Achille è in quel momento della vita, nel quale viene ritratto anche il kairòs, ma anche i kouroi.
La volontà altro non è se non un tentativo di preservarsi dalla morte, è paura di morire.

Non dare agli uomini appoggio alla loro paura della morte, ma toglier loro questa paura; non dar loro la vita illusoria e i mezzi a che sempre ancora la chiedano, ma dar loro la vita ora, qui, tutta, perché non chiedano: questa è l’attività che toglie la violenza alle radici[11].

Chi ha paura della morte è già morto:

Seguimi e lascia i morti seppellire i loro morti[12]

Gli uomini prendono ad unirsi in società, abdicando a porzioni, anche cospicue, della propria libertà, per la sicurezza ed è proprio la volontà di preservarsi, di vivere sicuri, che determina i progressi tecnici e scientifici.

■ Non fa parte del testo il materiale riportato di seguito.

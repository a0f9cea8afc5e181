//! Diversity-aware shortlist selection.
//!
//! Greedy single pass over score-ranked candidates: the top candidate is
//! always taken, later ones only if their skills do not overlap too heavily
//! with everyone already chosen (with escape hatches for the first two slots
//! and for very high scores), then a backfill pass tops the list up to k.

use crate::screening::features::CandidateFeatures;

/// One candidate with its batch score attached. Identity is the stable row id.
#[derive(Debug, Clone)]
pub struct ScoredCandidate {
    pub id: i64,
    pub name: String,
    pub features: CandidateFeatures,
    pub score: f64,
}

/// Tunable acceptance policy. The defaults (overlap below 3, score above 85)
/// reproduce the established shortlist behavior; they are policy knobs, not
/// structural invariants.
#[derive(Debug, Clone, Copy)]
pub struct SelectionPolicy {
    /// Accept while total skill overlap with all chosen candidates is below this.
    pub max_skill_overlap: usize,
    /// Accept regardless of overlap above this score.
    pub score_override: f64,
}

impl Default for SelectionPolicy {
    fn default() -> Self {
        Self {
            max_skill_overlap: 3,
            score_override: 85.0,
        }
    }
}

/// Picks up to k candidates balancing score and skill diversity.
///
/// Candidates are ranked by score descending (stable: ties keep input order).
/// The returned order is acceptance order, which is what the service persists
/// and reports; it is deterministic for a given input order.
pub fn select_diverse(
    candidates: &[ScoredCandidate],
    k: usize,
    policy: SelectionPolicy,
) -> Vec<ScoredCandidate> {
    if k == 0 || candidates.is_empty() {
        return Vec::new();
    }

    let mut ranked: Vec<&ScoredCandidate> = candidates.iter().collect();
    ranked.sort_by(|a, b| {
        b.score
            .partial_cmp(&a.score)
            .unwrap_or(std::cmp::Ordering::Equal)
    });

    let mut chosen: Vec<&ScoredCandidate> = Vec::new();
    for &candidate in &ranked {
        if chosen.len() >= k {
            break;
        }
        if chosen.is_empty() {
            chosen.push(candidate);
            continue;
        }
        let overlap: usize = chosen
            .iter()
            .map(|picked| {
                candidate
                    .features
                    .skill_set
                    .intersection(&picked.features.skill_set)
                    .count()
            })
            .sum();
        if overlap < policy.max_skill_overlap
            || chosen.len() < 2
            || candidate.score > policy.score_override
        {
            chosen.push(candidate);
        }
    }

    // Backfill: a diverse pass that came up short still returns k candidates.
    let mut i = 0;
    while chosen.len() < k && i < ranked.len() {
        if !chosen.iter().any(|picked| picked.id == ranked[i].id) {
            chosen.push(ranked[i]);
        }
        i += 1;
    }

    chosen.into_iter().cloned().collect()
}

#[cfg(test)]
mod tests {
    use super::*;

    fn candidate(id: i64, score: f64, skills: &[&str]) -> ScoredCandidate {
        ScoredCandidate {
            id,
            name: format!("candidate-{id}"),
            features: CandidateFeatures {
                skills: skills.iter().map(|s| s.to_string()).collect(),
                skill_set: skills.iter().map(|s| s.to_lowercase()).collect(),
                ..CandidateFeatures::default()
            },
            score,
        }
    }

    #[test]
    fn empty_population_or_zero_k_selects_nothing() {
        assert!(select_diverse(&[], 5, SelectionPolicy::default()).is_empty());
        let pool = vec![candidate(1, 90.0, &["python"])];
        assert!(select_diverse(&pool, 0, SelectionPolicy::default()).is_empty());
    }

    #[test]
    fn returns_min_of_k_and_population() {
        let pool: Vec<_> = (0..3)
            .map(|i| candidate(i, 50.0 + i as f64, &[]))
            .collect();
        assert_eq!(select_diverse(&pool, 5, SelectionPolicy::default()).len(), 3);
        assert_eq!(select_diverse(&pool, 2, SelectionPolicy::default()).len(), 2);
    }

    #[test]
    fn highest_scorer_is_always_included() {
        let pool = vec![
            candidate(1, 40.0, &["python"]),
            candidate(2, 99.9, &["python"]),
            candidate(3, 60.0, &["python"]),
        ];
        let chosen = select_diverse(&pool, 1, SelectionPolicy::default());
        assert_eq!(chosen[0].id, 2);
    }

    #[test]
    fn disjoint_skills_yield_pure_top_k_in_score_order() {
        let scores = [95.0, 90.0, 88.0, 85.0, 80.0, 75.0, 70.0, 65.0, 60.0, 55.0];
        let pool: Vec<_> = scores
            .iter()
            .enumerate()
            .map(|(i, &score)| {
                let skill = format!("skill-{i}");
                candidate(i as i64, score, &[skill.as_str()])
            })
            .collect();

        let chosen = select_diverse(&pool, 5, SelectionPolicy::default());
        let ids: Vec<i64> = chosen.iter().map(|c| c.id).collect();
        assert_eq!(ids, vec![0, 1, 2, 3, 4]);
        let picked_scores: Vec<f64> = chosen.iter().map(|c| c.score).collect();
        assert_eq!(picked_scores, vec![95.0, 90.0, 88.0, 85.0, 80.0]);
    }

    #[test]
    fn second_slot_accepts_despite_full_overlap() {
        // identical skill sets of size >= 3; fewer-than-2-chosen exception applies
        let skills = ["python", "sql", "docker"];
        let pool = vec![
            candidate(1, 90.0, &skills),
            candidate(2, 80.0, &skills),
        ];
        let chosen = select_diverse(&pool, 2, SelectionPolicy::default());
        assert_eq!(chosen.len(), 2);
        assert_eq!(chosen[0].id, 1);
        assert_eq!(chosen[1].id, 2);
    }

    #[test]
    fn heavy_overlap_is_skipped_then_backfilled() {
        let shared = ["python", "sql", "docker"];
        let pool = vec![
            candidate(1, 90.0, &shared),
            candidate(2, 85.0, &shared),
            candidate(3, 80.0, &shared),
            candidate(4, 75.0, &["rust"]),
        ];
        let chosen = select_diverse(&pool, 3, SelectionPolicy::default());
        // 1 and 2 take the free slots; 3 overlaps 6 with them and is skipped
        // in the diverse pass, so the disjoint 4 is accepted, and no backfill
        // is needed.
        let ids: Vec<i64> = chosen.iter().map(|c| c.id).collect();
        assert_eq!(ids, vec![1, 2, 4]);
    }

    #[test]
    fn backfill_restores_k_when_diversity_runs_dry() {
        let shared = ["python", "sql", "docker"];
        let pool = vec![
            candidate(1, 90.0, &shared),
            candidate(2, 85.0, &shared),
            candidate(3, 80.0, &shared),
            candidate(4, 75.0, &shared),
        ];
        let chosen = select_diverse(&pool, 4, SelectionPolicy::default());
        assert_eq!(chosen.len(), 4, "population >= k must fill to exactly k");
        // diverse pass takes 1 and 2, skips 3 and 4; backfill appends them in
        // score order after the accepted ones
        let ids: Vec<i64> = chosen.iter().map(|c| c.id).collect();
        assert_eq!(ids, vec![1, 2, 3, 4]);
    }

    #[test]
    fn high_score_overrides_overlap() {
        let shared = ["python", "sql", "docker"];
        let pool = vec![
            candidate(1, 95.0, &shared),
            candidate(2, 92.0, &shared),
            candidate(3, 90.0, &shared),
            candidate(4, 50.0, &["rust"]),
        ];
        let chosen = select_diverse(&pool, 3, SelectionPolicy::default());
        // candidate 3 overlaps heavily but clears the score override
        let ids: Vec<i64> = chosen.iter().map(|c| c.id).collect();
        assert_eq!(ids, vec![1, 2, 3]);
    }

    #[test]
    fn equal_scores_keep_input_order() {
        let pool = vec![
            candidate(10, 80.0, &["a"]),
            candidate(11, 80.0, &["b"]),
            candidate(12, 80.0, &["c"]),
        ];
        let chosen = select_diverse(&pool, 3, SelectionPolicy::default());
        let ids: Vec<i64> = chosen.iter().map(|c| c.id).collect();
        assert_eq!(ids, vec![10, 11, 12]);
    }

    #[test]
    fn policy_knobs_change_acceptance() {
        let shared = ["python", "sql", "docker"];
        let pool = vec![
            candidate(1, 90.0, &shared),
            candidate(2, 85.0, &shared),
            candidate(3, 80.0, &shared),
        ];
        let permissive = SelectionPolicy {
            max_skill_overlap: 100,
            score_override: 85.0,
        };
        let chosen = select_diverse(&pool, 3, permissive);
        assert_eq!(chosen.len(), 3);
        let ids: Vec<i64> = chosen.iter().map(|c| c.id).collect();
        assert_eq!(ids, vec![1, 2, 3]);
    }
}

A una sicurezza sociale assoluta corrisponde nell’individuo sociale una previsione ridotta all’attimo e al punto per cui, a ogni nuova contingenza insufficiente, tolto dal grembo della società, l’individuo in quell’attimo e in quel punto miseramente perirebbe. Tutti i progressi della società sono regressi dell’individuo. Ogni progresso della tecnica istupidisce per quella parte il corpo dell’uomo. Le vesti, la casa, la produzione artificiale del calore rendono inutile la facoltà di reazione dell’organismo all’aria, al caldo, al freddo, al sole, all’acqua.[13]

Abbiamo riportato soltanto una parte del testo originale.